PROBLEM TO SOLVE:
In this exercise, every entry is to be transcribed exactly as written.

DATA PROVIDED:
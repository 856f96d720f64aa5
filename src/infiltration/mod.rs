//! DIN V 18599-2 기준 건물 기밀성(n50) 표준값 산정 모듈 모음.

pub mod category;
pub mod n50;

pub use category::*;
pub use n50::*;

/// 기밀성 산정 입력/테이블 오류.
#[derive(Debug, Clone, PartialEq, thiserror::Error)]
pub enum InfiltrationError {
    /// 닫힌 열거형에 없는 값
    #[error("잘못된 인자: {0}")]
    InvalidArgument(String),
    /// 설정에서 읽은 테이블 값이 잘못된 경우
    #[error("기밀성 테이블 오류: {0}")]
    InvalidTable(String),
}
//! 에너지원(energy carrier)별 1차에너지 계수 및 CO2 배출계수 모듈 모음.

pub mod energy_carrier;
pub mod factors;

pub use energy_carrier::*;
pub use factors::*;
use sys_locale::get_locale;

/// 문자열 키를 모아두는 네임스페이스.
pub mod keys {
    pub const ERROR_PREFIX: &str = "general.error_prefix";

    pub const FACTORS_HEADING: &str = "factors.heading";
    pub const FACTORS_COLUMNS: &str = "factors.columns";

    pub const STATS_HEADING: &str = "stats.heading";
    pub const STATS_TOTAL_VOLUME: &str = "stats.total_volume";
    pub const STATS_ENVELOPE_AREA: &str = "stats.envelope_area";
    pub const STATS_TRANSMISSION: &str = "stats.transmission";
    pub const STATS_SPECIFIC_TRANSMISSION: &str = "stats.specific_transmission";
    pub const STATS_AV_RATIO: &str = "stats.av_ratio";

    pub const N50_HEADING: &str = "n50.heading";
    pub const N50_VALUE: &str = "n50.value";
    pub const N50_BASIS_FALLBACK: &str = "n50.basis_fallback";
    pub const N50_BASIS_VOLUME: &str = "n50.basis_volume";
    pub const N50_BASIS_ENVELOPE: &str = "n50.basis_envelope";

    pub const REPORT_HEADING: &str = "report.heading";
    pub const REPORT_CLASSIFICATION: &str = "report.classification";
    pub const REPORT_NO_CARRIERS: &str = "report.no_carriers";

    pub const VALUE_NOT_AVAILABLE: &str = "value.not_available";
}

#[derive(Debug, Clone, Copy, PartialEq, Eq)]
pub enum Language {
    Ko,
    En,
}

impl Language {
    fn from_code(code: &str) -> Self {
        let c = code.to_lowercase();
        if c.starts_with("en") {
            Language::En
        } else {
            Language::Ko
        }
    }
}

/// 런타임 언어 번들을 제공한다.
#[derive(Debug, Clone)]
pub struct Translator {
    lang: Language,
}

impl Translator {
    /// 언어 코드(ko/en)에 따라 번역기를 생성한다. 알 수 없는 코드는 ko로 폴백한다.
    pub fn new(lang_code: &str) -> Self {
        Self {
            lang: Language::from_code(lang_code),
        }
    }

    /// 번역을 가져온다. 영어 번역이 없으면 한국어 문자열을 폴백한다.
    pub fn t(&self, key: &str) -> &'static str {
        match self.lang {
            Language::En => en(key).unwrap_or_else(|| ko(key)),
            Language::Ko => ko(key),
        }
    }
}

/// CLI 플래그/설정/시스템 순으로 언어 코드를 결정한다.
pub fn resolve_language(cli_arg: &str, config_lang: Option<&str>) -> String {
    normalize_lang(cli_arg)
        .or_else(|| config_lang.and_then(normalize_lang))
        .or_else(detect_system_language)
        .unwrap_or_else(|| "en".to_string())
}

fn normalize_lang(code: &str) -> Option<String> {
    let c = code.trim().to_lowercase();
    match c.as_str() {
        "auto" | "" => None,
        other if other.starts_with("ko") => Some("ko".into()),
        other if other.starts_with("en") => Some("en".into()),
        _ => None,
    }
}

/// 시스템 로케일에서 언어를 추정한다.
pub fn detect_system_language() -> Option<String> {
    get_locale()
        .or_else(|| std::env::var("LANG").ok())
        .and_then(|loc| {
            let lang = loc.split(['.', '_', '-']).next().unwrap_or_default();
            normalize_lang(lang)
        })
}

fn ko(key: &str) -> &'static str {
    use keys::*;
    match key {
        ERROR_PREFIX => "오류",
        FACTORS_HEADING => "에너지원 계수",
        FACTORS_COLUMNS => "에너지원            PEF [-]   CO2 [kg/kWh]",
        STATS_HEADING => "건물 집계",
        STATS_TOTAL_VOLUME => "총 체적",
        STATS_ENVELOPE_AREA => "총 외피 면적",
        STATS_TRANSMISSION => "전열손실계수 H_T",
        STATS_SPECIFIC_TRANSMISSION => "비전열손실계수 H_T'",
        STATS_AV_RATIO => "A/V 비",
        N50_HEADING => "기밀성 표준값",
        N50_VALUE => "n50",
        N50_BASIS_FALLBACK => "체적이 0 이하라 기본값 사용 (실제 산정값 아님)",
        N50_BASIS_VOLUME => "소규모 건물 테이블값",
        N50_BASIS_ENVELOPE => "대규모 건물: q50 × A/V",
        REPORT_HEADING => "표준값 보고서",
        REPORT_CLASSIFICATION => "환기 방식 / 기밀성 등급",
        REPORT_NO_CARRIERS => "지정된 에너지원 없음",
        VALUE_NOT_AVAILABLE => "해당 없음",
        _ => "[missing translation]",
    }
}

fn en(key: &str) -> Option<&'static str> {
    use keys::*;
    let s = match key {
        ERROR_PREFIX => "Error",
        FACTORS_HEADING => "Energy carrier factors",
        FACTORS_COLUMNS => "carrier             PEF [-]   CO2 [kg/kWh]",
        STATS_HEADING => "Building aggregate",
        STATS_TOTAL_VOLUME => "Total volume",
        STATS_ENVELOPE_AREA => "Total envelope area",
        STATS_TRANSMISSION => "Transmission H_T",
        STATS_SPECIFIC_TRANSMISSION => "Specific transmission H_T'",
        STATS_AV_RATIO => "A/V ratio",
        N50_HEADING => "Standard air tightness",
        N50_VALUE => "n50",
        N50_BASIS_FALLBACK => "volume not positive, fallback used (not a computed value)",
        N50_BASIS_VOLUME => "small building table value",
        N50_BASIS_ENVELOPE => "large building: q50 × A/V",
        REPORT_HEADING => "Standard values report",
        REPORT_CLASSIFICATION => "Ventilation / tightness category",
        REPORT_NO_CARRIERS => "no energy carriers given",
        VALUE_NOT_AVAILABLE => "n/a",
        _ => return None,
    };
    Some(s)
}

#[cfg(test)]
mod tests {
    use super::*;

    #[test]
    fn cli_flag_wins_over_config() {
        assert_eq!(resolve_language("en-US", Some("ko")), "en");
        assert_eq!(resolve_language("auto", Some("ko-KR")), "ko");
    }

    #[test]
    fn english_falls_back_to_korean_for_unknown_key() {
        let tr = Translator::new("en");
        assert_eq!(tr.t(keys::STATS_TOTAL_VOLUME), "Total volume");
        assert_eq!(tr.t("no.such.key"), "[missing translation]");
    }
}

EXPECTED ANSWER:
repository 856f96d720f64aa5
filename src/infiltration/mod.rs
//! DIN V 18599-2 기준 건물 기밀성(n50) 표준값 산정 모듈 모음.

pub mod category;
pub mod n50;

pub use category::*;
pub use n50::*;

/// 기밀성 산정 입력/테이블 오류.
#[derive(Debug, Clone, PartialEq, thiserror::Error)]
pub enum InfiltrationError {
    /// 닫힌 열거형에 없는 값
    #[error("잘못된 인자: {0}")]
    InvalidArgument(String),
    /// 설정에서 읽은 테이블 값이 잘못된 경우
    #[error("기밀성 테이블 오류: {0}")]
    InvalidTable(String),
}
//! 에너지원(energy carrier)별 1차에너지 계수 및 CO2 배출계수 모듈 모음.

pub mod energy_carrier;
pub mod factors;

pub use energy_carrier::*;
pub use factors::*;
use sys_locale::get_locale;

/// 문자열 키를 모아두는 네임스페이스.
pub mod keys {
    pub const ERROR_PREFIX: &str = "general.error_prefix";

    pub const FACTORS_HEADING: &str = "factors.heading";
    pub const FACTORS_COLUMNS: &str = "factors.columns";

    pub const STATS_HEADING: &str = "stats.heading";
    pub const STATS_TOTAL_VOLUME: &str = "stats.total_volume";
    pub const STATS_ENVELOPE_AREA: &str = "stats.envelope_area";
    pub const STATS_TRANSMISSION: &str = "stats.transmission";
    pub const STATS_SPECIFIC_TRANSMISSION: &str = "stats.specific_transmission";
    pub const STATS_AV_RATIO: &str = "stats.av_ratio";

    pub const N50_HEADING: &str = "n50.heading";
    pub const N50_VALUE: &str = "n50.value";
    pub const N50_BASIS_FALLBACK: &str = "n50.basis_fallback";
    pub const N50_BASIS_VOLUME: &str = "n50.basis_volume";
    pub const N50_BASIS_ENVELOPE: &str = "n50.basis_envelope";

    pub const REPORT_HEADING: &str = "report.heading";
    pub const REPORT_CLASSIFICATION: &str = "report.classification";
    pub const REPORT_NO_CARRIERS: &str = "report.no_carriers";

    pub const VALUE_NOT_AVAILABLE: &str = "value.not_available";
}

#[derive(Debug, Clone, Copy, PartialEq, Eq)]
pub enum Language {
    Ko,
    En,
}

impl Language {
    fn from_code(code: &str) -> Self {
        let c = code.to_lowercase();
        if c.starts_with("en") {
            Language::En
        } else {
            Language::Ko
        }
    }
}

/// 런타임 언어 번들을 제공한다.
#[derive(Debug, Clone)]
pub struct Translator {
    lang: Language,
}

impl Translator {
    /// 언어 코드(ko/en)에 따라 번역기를 생성한다. 알 수 없는 코드는 ko로 폴백한다.
    pub fn new(lang_code: &str) -> Self {
        Self {
            lang: Language::from_code(lang_code),
        }
    }

    /// 번역을 가져온다. 영어 번역이 없으면 한국어 문자열을 폴백한다.
    pub fn t(&self, key: &str) -> &'static str {
        match self.lang {
            Language::En => en(key).unwrap_or_else(|| ko(key)),
            Language::Ko => ko(key),
        }
    }
}

/// CLI 플래그/설정/시스템 순으로 언어 코드를 결정한다.
pub fn resolve_language(cli_arg: &str, config_lang: Option<&str>) -> String {
    normalize_lang(cli_arg)
        .or_else(|| config_lang.and_then(normalize_lang))
        .or_else(detect_system_language)
        .unwrap_or_else(|| "en".to_string())
}

fn normalize_lang(code: &str) -> Option<String> {
    let c = code.trim().to_lowercase();
    match c.as_str() {
        "auto" | "" => None,
        other if other.starts_with("ko") => Some("ko".into()),
        other if other.starts_with("en") => Some("en".into()),
        _ => None,
    }
}

/// 시스템 로케일에서 언어를 추정한다.
pub fn detect_system_language() -> Option<String> {
    get_locale()
        .or_else(|| std::env::var("LANG").ok())
        .and_then(|loc| {
            let lang = loc.split(['.', '_', '-']).next().unwrap_or_default();
            normalize_lang(lang)
        })
}

fn ko(key: &str) -> &'static str {
    use keys::*;
    match key {
        ERROR_PREFIX => "오류",
        FACTORS_HEADING => "에너지원 계수",
        FACTORS_COLUMNS => "에너지원            PEF [-]   CO2 [kg/kWh]",
        STATS_HEADING => "건물 집계",
        STATS_TOTAL_VOLUME => "총 체적",
        STATS_ENVELOPE_AREA => "총 외피 면적",
        STATS_TRANSMISSION => "전열손실계수 H_T",
        STATS_SPECIFIC_TRANSMISSION => "비전열손실계수 H_T'",
        STATS_AV_RATIO => "A/V 비",
        N50_HEADING => "기밀성 표준값",
        N50_VALUE => "n50",
        N50_BASIS_FALLBACK => "체적이 0 이하라 기본값 사용 (실제 산정값 아님)",
        N50_BASIS_VOLUME => "소규모 건물 테이블값",
        N50_BASIS_ENVELOPE => "대규모 건물: q50 × A/V",
        REPORT_HEADING => "표준값 보고서",
        REPORT_CLASSIFICATION => "환기 방식 / 기밀성 등급",
        REPORT_NO_CARRIERS => "지정된 에너지원 없음",
        VALUE_NOT_AVAILABLE => "해당 없음",
        _ => "[missing translation]",
    }
}

fn en(key: &str) -> Option<&'static str> {
    use keys::*;
    let s = match key {
        ERROR_PREFIX => "Error",
        FACTORS_HEADING => "Energy carrier factors",
        FACTORS_COLUMNS => "carrier             PEF [-]   CO2 [kg/kWh]",
        STATS_HEADING => "Building aggregate",
        STATS_TOTAL_VOLUME => "Total volume",
        STATS_ENVELOPE_AREA => "Total envelope area",
        STATS_TRANSMISSION => "Transmission H_T",
        STATS_SPECIFIC_TRANSMISSION => "Specific transmission H_T'",
        STATS_AV_RATIO => "A/V ratio",
        N50_HEADING => "Standard air tightness",
        N50_VALUE => "n50",
        N50_BASIS_FALLBACK => "volume not positive, fallback used (not a computed value)",
        N50_BASIS_VOLUME => "small building table value",
        N50_BASIS_ENVELOPE => "large building: q50 × A/V",
        REPORT_HEADING => "Standard values report",
        REPORT_CLASSIFICATION => "Ventilation / tightness category",
        REPORT_NO_CARRIERS => "no energy carriers given",
        VALUE_NOT_AVAILABLE => "n/a",
        _ => return None,
    };
    Some(s)
}

#[cfg(test)]
mod tests {
    use super::*;

    #[test]
    fn cli_flag_wins_over_config() {
        assert_eq!(resolve_language("en-US", Some("ko")), "en");
        assert_eq!(resolve_language("auto", Some("ko-KR")), "ko");
    }

    #[test]
    fn english_falls_back_to_korean_for_unknown_key() {
        let tr = Translator::new("en");
        assert_eq!(tr.t(keys::STATS_TOTAL_VOLUME), "Total volume");
        assert_eq!(tr.t("no.such.key"), "[missing translation]");
    }
}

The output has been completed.